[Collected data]
// SPDX-License-Identifier: PMPL-1.0-or-later
// Copyright (c) 2026 Jonathan D.A. Jewell (hyperpolymath) <j.d.a.jewell@open.ac.uk>

//! Pure report assembly for the DocQuery aggregations.
//!
//! Everything here works on rows already fetched from the graph; nothing does
//! I/O. The caller in [`super`] issues the queries and feeds the rows in.

use std::collections::{BTreeMap, BTreeSet, HashMap, HashSet};

use serde_json::{json, Value};

use super::types::{
    DuplicateSheetRow, InventoryRow, Reachability, ReferenceLocation, ResolvedReference,
    SheetListTotals, SheetNodeRow, Warning, WarningKind,
};
use crate::types::Extra;

// ---------------------------------------------------------------------------
// Row helpers
// ---------------------------------------------------------------------------

/// Read a count column. Graph drivers hand counts back as integers or floats;
/// anything else (including negatives) reads as zero.
pub(crate) fn count_value(value: Option<&Value>) -> u64 {
    match value {
        Some(Value::Number(n)) => n
            .as_u64()
            .or_else(|| n.as_f64().filter(|f| *f > 0.0).map(|f| f as u64))
            .unwrap_or(0),
        _ => 0,
    }
}

/// Non-null column value.
fn column<'a>(row: &'a Extra, key: &str) -> Option<&'a Value> {
    row.get(key).filter(|v| !v.is_null())
}

/// Property of a serialised node or relationship.
///
/// Looks under `properties` first and falls back to a top-level key.
pub(crate) fn node_prop<'a>(node: &'a Value, key: &str) -> Option<&'a Value> {
    node.get("properties")
        .and_then(|props| props.get(key))
        .or_else(|| node.get(key))
        .filter(|v| !v.is_null())
}

/// Stable identity of a node or relationship: `uuid`, then `element_id`, then `id`.
pub(crate) fn node_id(node: &Value) -> Option<String> {
    let scalar = |v: &Value| match v {
        Value::String(s) => Some(s.clone()),
        Value::Number(n) => Some(n.to_string()),
        _ => None,
    };
    node_prop(node, "uuid")
        .and_then(scalar)
        .or_else(|| node.get("element_id").and_then(scalar))
        .or_else(|| node.get("id").and_then(scalar))
}

fn warning(kind: WarningKind, message: String, details: Value) -> Warning {
    let details = match details {
        Value::Object(map) => map,
        _ => Extra::new(),
    };
    Warning {
        kind,
        message,
        details,
    }
}

// ---------------------------------------------------------------------------
// Sheet summary
// ---------------------------------------------------------------------------

pub(crate) fn reachability(
    sheet_node_count: u64,
    non_sheet_total: u64,
    reachable_non_sheet: u64,
) -> Reachability {
    Reachability {
        has_sheet_node: sheet_node_count > 0,
        sheet_node_count,
        non_sheet_total,
        reachable_non_sheet,
        unreachable_non_sheet: non_sheet_total.saturating_sub(reachable_non_sheet),
    }
}

pub(crate) fn sheet_summary_warnings(sheet_id: &str, reach: &Reachability) -> Vec<Warning> {
    let mut warnings = Vec::new();
    if !reach.has_sheet_node {
        warnings.push(warning(
            WarningKind::MissingSheetNode,
            format!("No sheet node found for sheet {sheet_id}"),
            json!({ "sheet_id": sheet_id }),
        ));
    }
    if reach.sheet_node_count > 1 {
        warnings.push(warning(
            WarningKind::DuplicateSheetNodes,
            format!(
                "Sheet {sheet_id} has {} sheet nodes",
                reach.sheet_node_count
            ),
            json!({ "sheet_id": sheet_id, "sheet_node_count": reach.sheet_node_count }),
        ));
    }
    if reach.unreachable_non_sheet > 0 {
        warnings.push(warning(
            WarningKind::UnreachableEntities,
            format!(
                "{} of {} entities on sheet {sheet_id} are not reachable from the sheet node",
                reach.unreachable_non_sheet, reach.non_sheet_total
            ),
            json!({
                "sheet_id": sheet_id,
                "unreachable_non_sheet": reach.unreachable_non_sheet,
            }),
        ));
    }
    warnings
}

// ---------------------------------------------------------------------------
// Sheet list
// ---------------------------------------------------------------------------

/// Cross-check sheet nodes against the per-sheet entity inventory.
///
/// Emits at most one warning per anomaly class; each lists the sheet ids
/// involved in ascending order.
pub(crate) fn audit_sheet_list(
    sheet_nodes: &[SheetNodeRow],
    inventory: &[InventoryRow],
    duplicates: &[DuplicateSheetRow],
    missing_sheet_id_count: u64,
) -> (SheetListTotals, Vec<Warning>) {
    let mut node_counts: BTreeMap<&str, u64> = BTreeMap::new();
    let mut unkeyed: Vec<&str> = Vec::new();
    for node in sheet_nodes {
        match node.sheet_id.as_deref().map(str::trim).filter(|id| !id.is_empty()) {
            Some(id) => *node_counts.entry(id).or_default() += 1,
            None => unkeyed.push(node.uuid.as_deref().unwrap_or_default()),
        }
    }

    let mut inventory_counts: BTreeMap<&str, u64> = BTreeMap::new();
    for row in inventory {
        *inventory_counts.entry(row.sheet_id.as_str()).or_default() += row.entity_count;
    }

    let without_node: Vec<&str> = inventory_counts
        .keys()
        .filter(|id| !node_counts.contains_key(*id))
        .copied()
        .collect();
    let without_inventory: Vec<&str> = node_counts
        .keys()
        .filter(|id| !inventory_counts.contains_key(*id))
        .copied()
        .collect();
    let empty: Vec<&str> = node_counts
        .keys()
        .filter(|id| inventory_counts.get(*id).is_some_and(|count| *count <= 1))
        .copied()
        .collect();
    let duplicated: BTreeSet<&str> = duplicates
        .iter()
        .filter(|row| row.node_count > 1)
        .map(|row| row.sheet_id.as_str())
        .chain(
            node_counts
                .iter()
                .filter(|(_, count)| **count > 1)
                .map(|(id, _)| *id),
        )
        .collect();

    let mut warnings = Vec::new();
    if !without_node.is_empty() {
        warnings.push(warning(
            WarningKind::InventoryWithoutSheetNode,
            format!("{} sheet id(s) have entities but no sheet node", without_node.len()),
            json!({ "sheet_ids": without_node }),
        ));
    }
    if !without_inventory.is_empty() {
        warnings.push(warning(
            WarningKind::SheetNodeWithoutInventory,
            format!("{} sheet node(s) have no inventory rows", without_inventory.len()),
            json!({ "sheet_ids": without_inventory }),
        ));
    }
    if !empty.is_empty() {
        warnings.push(warning(
            WarningKind::EmptySheetNodes,
            format!("{} sheet node(s) have no attached entities", empty.len()),
            json!({ "sheet_ids": empty }),
        ));
    }
    if !duplicated.is_empty() {
        warnings.push(warning(
            WarningKind::DuplicateSheetNodes,
            format!("{} sheet id(s) have more than one sheet node", duplicated.len()),
            json!({ "sheet_ids": duplicated }),
        ));
    }
    if !unkeyed.is_empty() {
        warnings.push(warning(
            WarningKind::SheetNodesMissingSheetId,
            format!("{} sheet node(s) have no sheet_id", unkeyed.len()),
            json!({ "count": unkeyed.len(), "uuids": unkeyed }),
        ));
    }
    if missing_sheet_id_count > 0 {
        warnings.push(warning(
            WarningKind::EntitiesMissingSheetId,
            format!("{missing_sheet_id_count} entities have no sheet_id"),
            json!({ "count": missing_sheet_id_count }),
        ));
    }

    let totals = SheetListTotals {
        sheet_node_count: sheet_nodes.len() as u64,
        inventory_sheet_count: inventory_counts.len() as u64,
        entity_total: inventory_counts.values().sum(),
        missing_sheet_id_count,
        duplicate_sheet_id_count: duplicated.len() as u64,
        sheet_node_missing_id_count: unkeyed.len() as u64,
    };
    (totals, warnings)
}

// ---------------------------------------------------------------------------
// Reference resolution
// ---------------------------------------------------------------------------

#[derive(Debug, Default)]
pub(crate) struct ResolvedRows {
    pub found: bool,
    pub source: Option<Value>,
    pub references: Vec<ResolvedReference>,
    pub warnings: Vec<Warning>,
}

fn identity(value: &Value) -> String {
    node_id(value).unwrap_or_else(|| value.to_string())
}

fn declared_sheets(source: &Value) -> Option<Vec<String>> {
    let declared: Vec<String> = match node_prop(source, "target_sheet_ids")? {
        Value::Array(items) => items
            .iter()
            .filter_map(Value::as_str)
            .map(str::to_owned)
            .collect(),
        Value::String(s) => s
            .split(',')
            .map(str::trim)
            .filter(|s| !s.is_empty())
            .map(str::to_owned)
            .collect(),
        _ => return None,
    };
    (!declared.is_empty()).then_some(declared)
}

/// Collapse traversal rows into one entry per (relationship, target).
///
/// Rows are keyed by `(relationship id, target id, location id, parent
/// location id)`; exact repeats from the join fan-out are dropped and the
/// remaining locations are grouped under their reference in first-seen order.
pub(crate) fn resolve_references(rows: &[Extra]) -> ResolvedRows {
    let source = rows.iter().find_map(|row| column(row, "source")).cloned();

    let mut seen: HashSet<(String, String, String, String)> = HashSet::new();
    let mut slots: HashMap<(String, String), usize> = HashMap::new();
    let mut references: Vec<ResolvedReference> = Vec::new();

    for row in rows {
        let (Some(relationship), Some(target)) =
            (column(row, "relationship"), column(row, "target"))
        else {
            continue;
        };
        let location = column(row, "location");
        let parent = column(row, "parent_location");

        let rel_id = identity(relationship);
        let target_id = identity(target);
        let row_key = (
            rel_id.clone(),
            target_id.clone(),
            location.map(identity).unwrap_or_default(),
            parent.map(identity).unwrap_or_default(),
        );
        if !seen.insert(row_key) {
            continue;
        }

        let slot = *slots.entry((rel_id, target_id)).or_insert_with(|| {
            references.push(ResolvedReference {
                relationship: relationship.clone(),
                target: target.clone(),
                locations: Vec::new(),
            });
            references.len() - 1
        });
        if location.is_some() || parent.is_some() {
            references[slot].locations.push(ReferenceLocation {
                location: location.cloned(),
                parent_location: parent.cloned(),
            });
        }
    }

    let declared = source.as_ref().and_then(declared_sheets);
    let mut warnings = Vec::new();
    for reference in &references {
        let Some(target_sheet) = node_prop(&reference.target, "sheet_id").and_then(Value::as_str)
        else {
            continue;
        };
        let rel_id = identity(&reference.relationship);
        let target_id = identity(&reference.target);

        if let Some(expected) =
            node_prop(&reference.relationship, "target_sheet_id").and_then(Value::as_str)
        {
            if expected != target_sheet {
                warnings.push(warning(
                    WarningKind::TargetSheetMismatch,
                    format!(
                        "Reference {rel_id} declares sheet {expected} but target {target_id} is on {target_sheet}"
                    ),
                    json!({
                        "relationship_id": rel_id,
                        "target_id": target_id,
                        "target_sheet_id": target_sheet,
                        "declared_target_sheet_id": expected,
                    }),
                ));
            }
        }

        if let Some(declared) = &declared {
            if !declared.iter().any(|s| s == target_sheet) {
                warnings.push(warning(
                    WarningKind::TargetSheetNotDeclared,
                    format!("Target {target_id} is on sheet {target_sheet}, which the source does not list"),
                    json!({
                        "relationship_id": rel_id,
                        "target_id": target_id,
                        "target_sheet_id": target_sheet,
                        "declared_target_sheet_ids": declared,
                    }),
                ));
            }
        }
    }

    ResolvedRows {
        found: source.is_some(),
        source,
        references,
        warnings,
    }
}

- ACTIVITY -
Write out, from the lines above, only those from the line with "pub(crate) fn node_prop<'a>(node: &'a" to the line with "fn warning(kind: WarningKind, message: String, details: Value)", exactly as given, including the first and the last.

- TASK OUTPUT -
pub(crate) fn node_prop<'a>(node: &'a Value, key: &str) -> Option<&'a Value> {
    node.get("properties")
        .and_then(|props| props.get(key))
        .or_else(|| node.get(key))
        .filter(|v| !v.is_null())
}

/// Stable identity of a node or relationship: `uuid`, then `element_id`, then `id`.
pub(crate) fn node_id(node: &Value) -> Option<String> {
    let scalar = |v: &Value| match v {
        Value::String(s) => Some(s.clone()),
        Value::Number(n) => Some(n.to_string()),
        _ => None,
    };
    node_prop(node, "uuid")
        .and_then(scalar)
        .or_else(|| node.get("element_id").and_then(scalar))
        .or_else(|| node.get("id").and_then(scalar))
}

fn warning(kind: WarningKind, message: String, details: Value) -> Warning {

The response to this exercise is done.